Lackey, who lives in Logan, saw her grandson, who has a learning disability, struggling in his class of 36 people. Now, she sees him lagging further behind, academically and socially, and she doesn’t know how to help. When a box of sixth-grade math assignments arrived, both she and her grandson were mystified as to where to begin. “This is very serious in that it’s a continued gap in an education that was already full of gaps. How will that be addressed?”
Sometimes, Lawrence will put a mask on and say he’s going out. All Lackey can do is keep explaining the dangers, harping on him to wash his hands. “I don’t think he quite understands, or he doesn’t accept it.”
Organizations that serve grandparents have been patching together supports as best they can.
The nonprofit Grand Central has recruited about 10 families whose kids are in college to mentor the younger ones, tutoring online or just playing games to give their grandparents a break.

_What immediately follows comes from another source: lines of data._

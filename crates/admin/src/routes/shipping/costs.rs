//! Shipping class cost screens.
//!
//! The create form cascades without JavaScript: picking a zone and pressing
//! "Load methods" re-renders the form through `GET /shipping/costs/new` with
//! the zone's methods filled in.

use std::str::FromStr;

use askama::Template;
use axum::{
    extract::{Path, Query, State},
    response::{Html, IntoResponse, Redirect, Response},
};
use axum_extra::extract::{Form, Query as ListQuery};
use rust_decimal::Decimal;
use serde::Deserialize;
use tracing::instrument;

use segishop_core::shipping::{ClassCost, ShippingClass, ShippingZone};
use segishop_core::types::{ClassCostId, ClassId, CostType, ZoneId, ZoneMethodId};

use crate::api::ApiError;
use crate::components::{Notice, NoticeKind, NoticeQuery, redirect_with};
use crate::error::AppError;
use crate::filters;
use crate::routes::render;
use crate::services::{ClassCostFormService, CostForm, CostFormInput};
use crate::state::AppState;

use super::confirm_page;

const CURRENT_PATH: &str = "/shipping/costs";

/// Filters on the cost list.
#[derive(Debug, Clone, Default, Deserialize)]
pub struct CostFilter {
    pub class_id: Option<ClassId>,
    pub zone_id: Option<ZoneId>,
}

/// Sample order used to preview what a cost charges.
#[derive(Debug, Clone, Default, Deserialize)]
pub struct PreviewQuery {
    pub order_total: Option<String>,
    pub quantity: Option<String>,
}

impl PreviewQuery {
    fn order_total(&self) -> Decimal {
        self.order_total
            .as_deref()
            .and_then(|v| Decimal::from_str(v.trim()).ok())
            .filter(|v| !v.is_sign_negative())
            .unwrap_or_else(|| Decimal::new(100, 0))
    }

    fn quantity(&self) -> u32 {
        self.quantity
            .as_deref()
            .and_then(|v| v.trim().parse().ok())
            .unwrap_or(1)
    }
}

// =============================================================================
// Templates
// =============================================================================

/// Cost list template.
#[derive(Template)]
#[template(path = "shipping/costs/index.html")]
pub struct CostsIndexTemplate {
    pub current_path: String,
    pub costs: Vec<ClassCost>,
    pub zones: Vec<ShippingZone>,
    pub classes: Vec<ShippingClass>,
    pub filter: CostFilter,
    pub notices: Vec<Notice>,
    pub load_error: Option<String>,
}

impl CostsIndexTemplate {
    fn zone_filtered(&self, zone: &ShippingZone) -> bool {
        self.filter.zone_id == Some(zone.id)
    }

    fn class_filtered(&self, class: &ShippingClass) -> bool {
        self.filter.class_id == Some(class.id)
    }
}

/// Cost detail template.
#[derive(Template)]
#[template(path = "shipping/costs/show.html")]
pub struct CostShowTemplate {
    pub current_path: String,
    pub cost: ClassCost,
    pub notices: Vec<Notice>,
    pub order_total: Decimal,
    pub quantity: u32,
    /// `None` when the sample order overflows the amount range.
    pub charge: Option<Decimal>,
}

/// Cost create/edit form template.
#[derive(Template)]
#[template(path = "shipping/costs/form.html")]
pub struct CostFormTemplate {
    pub current_path: String,
    pub form: CostForm,
    pub cost_types: &'static [CostType],
}

impl CostFormTemplate {
    fn action(&self) -> String {
        self.form
            .existing
            .as_ref()
            .map_or_else(|| CURRENT_PATH.to_string(), |c| format!("{CURRENT_PATH}/{}", c.id))
    }

    fn zone_selected(&self, id: ZoneId) -> bool {
        self.form.input.zone_id == Some(id)
    }

    fn zone_method_selected(&self, id: ZoneMethodId) -> bool {
        self.form.input.zone_method_id == Some(id)
    }

    fn class_selected(&self, id: ClassId) -> bool {
        self.form.input.class_id == Some(id)
    }

    fn cost_type_selected(&self, cost_type: &CostType) -> bool {
        self.form.input.cost_type == *cost_type
    }
}

/// Keep the first failure for the page banner and fall back to an empty list.
fn loaded<T>(result: Result<Vec<T>, ApiError>, what: &str, load_error: &mut Option<String>) -> Vec<T> {
    result.unwrap_or_else(|e| {
        tracing::error!("Failed to fetch {what}: {e}");
        load_error.get_or_insert_with(|| e.user_message());
        Vec::new()
    })
}

fn form_page(form: CostForm) -> Html<String> {
    render(&CostFormTemplate {
        current_path: CURRENT_PATH.to_string(),
        form,
        cost_types: &CostType::ALL,
    })
}

// =============================================================================
// Handlers
// =============================================================================

/// Cost list handler, optionally filtered by class and zone.
#[instrument(skip(state, notices))]
pub async fn index(
    State(state): State<AppState>,
    ListQuery(filter): ListQuery<CostFilter>,
    Query(notices): Query<NoticeQuery>,
) -> Html<String> {
    let filter = CostFilter {
        class_id: filter.class_id.filter(|id| id.is_set()),
        zone_id: filter.zone_id.filter(|id| id.is_set()),
    };
    let api = state.shipping();
    let (costs, zones, classes) = tokio::join!(
        api.list_class_costs(filter.class_id, filter.zone_id),
        api.list_zones(),
        api.list_classes(),
    );

    let mut load_error = None;
    let costs = loaded(costs, "class costs", &mut load_error);
    let zones = loaded(zones, "shipping zones", &mut load_error);
    let classes = loaded(classes, "shipping classes", &mut load_error);

    render(&CostsIndexTemplate {
        current_path: CURRENT_PATH.to_string(),
        costs,
        zones,
        classes,
        filter,
        notices: notices.notices(),
        load_error,
    })
}

/// Cost detail handler with a charge preview.
#[instrument(skip(state, notices))]
pub async fn show(
    State(state): State<AppState>,
    Path(id): Path<ClassCostId>,
    Query(preview): Query<PreviewQuery>,
    Query(notices): Query<NoticeQuery>,
) -> Result<Html<String>, AppError> {
    let cost = ClassCostFormService::new(state.shipping()).find(id).await?;
    let order_total = preview.order_total();
    let quantity = preview.quantity();
    let charge = cost.cost_type.apply(cost.cost, order_total, quantity);
    Ok(render(&CostShowTemplate {
        current_path: CURRENT_PATH.to_string(),
        cost,
        notices: notices.notices(),
        order_total,
        quantity,
        charge,
    }))
}

/// New cost form handler. Also serves the zone cascade re-render.
#[instrument(skip(state, input))]
pub async fn new_cost(
    State(state): State<AppState>,
    ListQuery(input): ListQuery<CostFormInput>,
) -> Result<Html<String>, AppError> {
    let form = ClassCostFormService::new(state.shipping())
        .create_form(input)
        .await?;
    Ok(form_page(form))
}

/// Create cost handler.
#[instrument(skip(state, input))]
pub async fn create(
    State(state): State<AppState>,
    Form(input): Form<CostFormInput>,
) -> Result<Response, AppError> {
    let service = ClassCostFormService::new(state.shipping());
    match service.create(&input.clone().normalized()).await {
        Ok(Some(id)) => Ok(redirect_with(
            &format!("{CURRENT_PATH}/{id}"),
            NoticeKind::Success,
            "Class cost created",
        )
        .into_response()),
        Ok(None) => Ok(redirect_with(CURRENT_PATH, NoticeKind::Success, "Class cost created")
            .into_response()),
        Err(e) => {
            tracing::warn!(error = %e, "Class cost not created");
            let form = service.create_form(input).await?.with_error(&e);
            Ok(form_page(form).into_response())
        }
    }
}

/// Edit cost form handler. The key selects render locked.
#[instrument(skip(state))]
pub async fn edit(
    State(state): State<AppState>,
    Path(id): Path<ClassCostId>,
) -> Result<Html<String>, AppError> {
    let form = ClassCostFormService::new(state.shipping())
        .edit_form(id)
        .await?;
    Ok(form_page(form))
}

/// Update cost handler. Only cost and cost type are sent; any key fields in
/// the submission are ignored.
#[instrument(skip(state, input))]
pub async fn update(
    State(state): State<AppState>,
    Path(id): Path<ClassCostId>,
    Form(input): Form<CostFormInput>,
) -> Result<Response, AppError> {
    let service = ClassCostFormService::new(state.shipping());
    match service.update(id, &input).await {
        Ok(()) => Ok(redirect_with(
            &format!("{CURRENT_PATH}/{id}"),
            NoticeKind::Success,
            "Class cost saved",
        )
        .into_response()),
        Err(e) => {
            tracing::warn!(cost_id = %id, error = %e, "Class cost not updated");
            let mut form = service.edit_form(id).await?;
            form.input.cost = input.cost;
            form.input.cost_type = input.cost_type;
            Ok(form_page(form.with_error(&e)).into_response())
        }
    }
}

/// Delete confirmation handler.
#[instrument(skip(state))]
pub async fn confirm_delete(
    State(state): State<AppState>,
    Path(id): Path<ClassCostId>,
) -> Result<Html<String>, AppError> {
    let cost = ClassCostFormService::new(state.shipping()).find(id).await?;
    Ok(confirm_page(
        CURRENT_PATH,
        "Delete class cost".to_string(),
        format!(
            "Delete the {} cost for {} on {} / {}?",
            cost.cost_type.describe(cost.cost),
            cost.shipping_class_name,
            cost.shipping_zone_name,
            cost.shipping_method_name
        ),
        format!("{CURRENT_PATH}/{id}/delete"),
        CURRENT_PATH.to_string(),
    ))
}

/// Delete cost handler.
#[instrument(skip(state))]
pub async fn delete(State(state): State<AppState>, Path(id): Path<ClassCostId>) -> Redirect {
    match state.shipping().delete_class_cost(id).await {
        Ok(ack) => {
            tracing::info!(cost_id = %id, "Shipping class cost deleted");
            let message = ack.message.unwrap_or_else(|| "Class cost deleted".to_string());
            redirect_with(CURRENT_PATH, NoticeKind::Success, &message)
        }
        Err(e) => {
            tracing::error!(cost_id = %id, error = %e, "Failed to delete class cost");
            redirect_with(CURRENT_PATH, NoticeKind::Alert, &e.user_message())
        }
    }
}

#[cfg(test)]
#[allow(clippy::unwrap_used)]
mod tests {
    use super::*;

    #[test]
    fn test_preview_defaults() {
        let preview = PreviewQuery::default();
        assert_eq!(preview.order_total(), Decimal::new(100, 0));
        assert_eq!(preview.quantity(), 1);
    }

    #[test]
    fn test_preview_ignores_bad_input() {
        let preview = PreviewQuery {
            order_total: Some("-5".to_string()),
            quantity: Some("lots".to_string()),
        };
        assert_eq!(preview.order_total(), Decimal::new(100, 0));
        assert_eq!(preview.quantity(), 1);

        let preview = PreviewQuery {
            order_total: Some("42.50".to_string()),
            quantity: Some("3".to_string()),
        };
        assert_eq!(preview.order_total(), Decimal::new(4250, 2));
        assert_eq!(preview.quantity(), 3);
    }
}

Chartan Nelson, who now runs the office solo, tried early on to move her biweekly support groups online, but hardly any of the grandparents were able to log in. Instead, she has been spending her days as a sort of remote help desk, connecting people with food deliveries, providing tech support, sitting on the line for hours during three-way calls with the grandparents and Comcast to try to get home internet installed.
One grandmother was told to set up her grandchild on Zoom for therapy, “So she called me to find out what Zoom is, or how to get Zoom," Nelson said.
After six weeks of work, about 90% of her families now have home internet. For the rest, “the next plan is to get the mobile hot spots. What I’m saying to those families is to continue to do the packets they got initially, even if it means doing them over and over again.”
At the older women’s network Thursday morning group, the grandparents are helping one another, at least with moral support. But it’s hard not to worry: At least one member is already fighting off the virus, her coughing so violent she had to leave the call.
Segal is trying to at least maintain the familiar routines. Back at the health center, she said, they would close by holding hands in a circle and reciting the Serenity Prayer.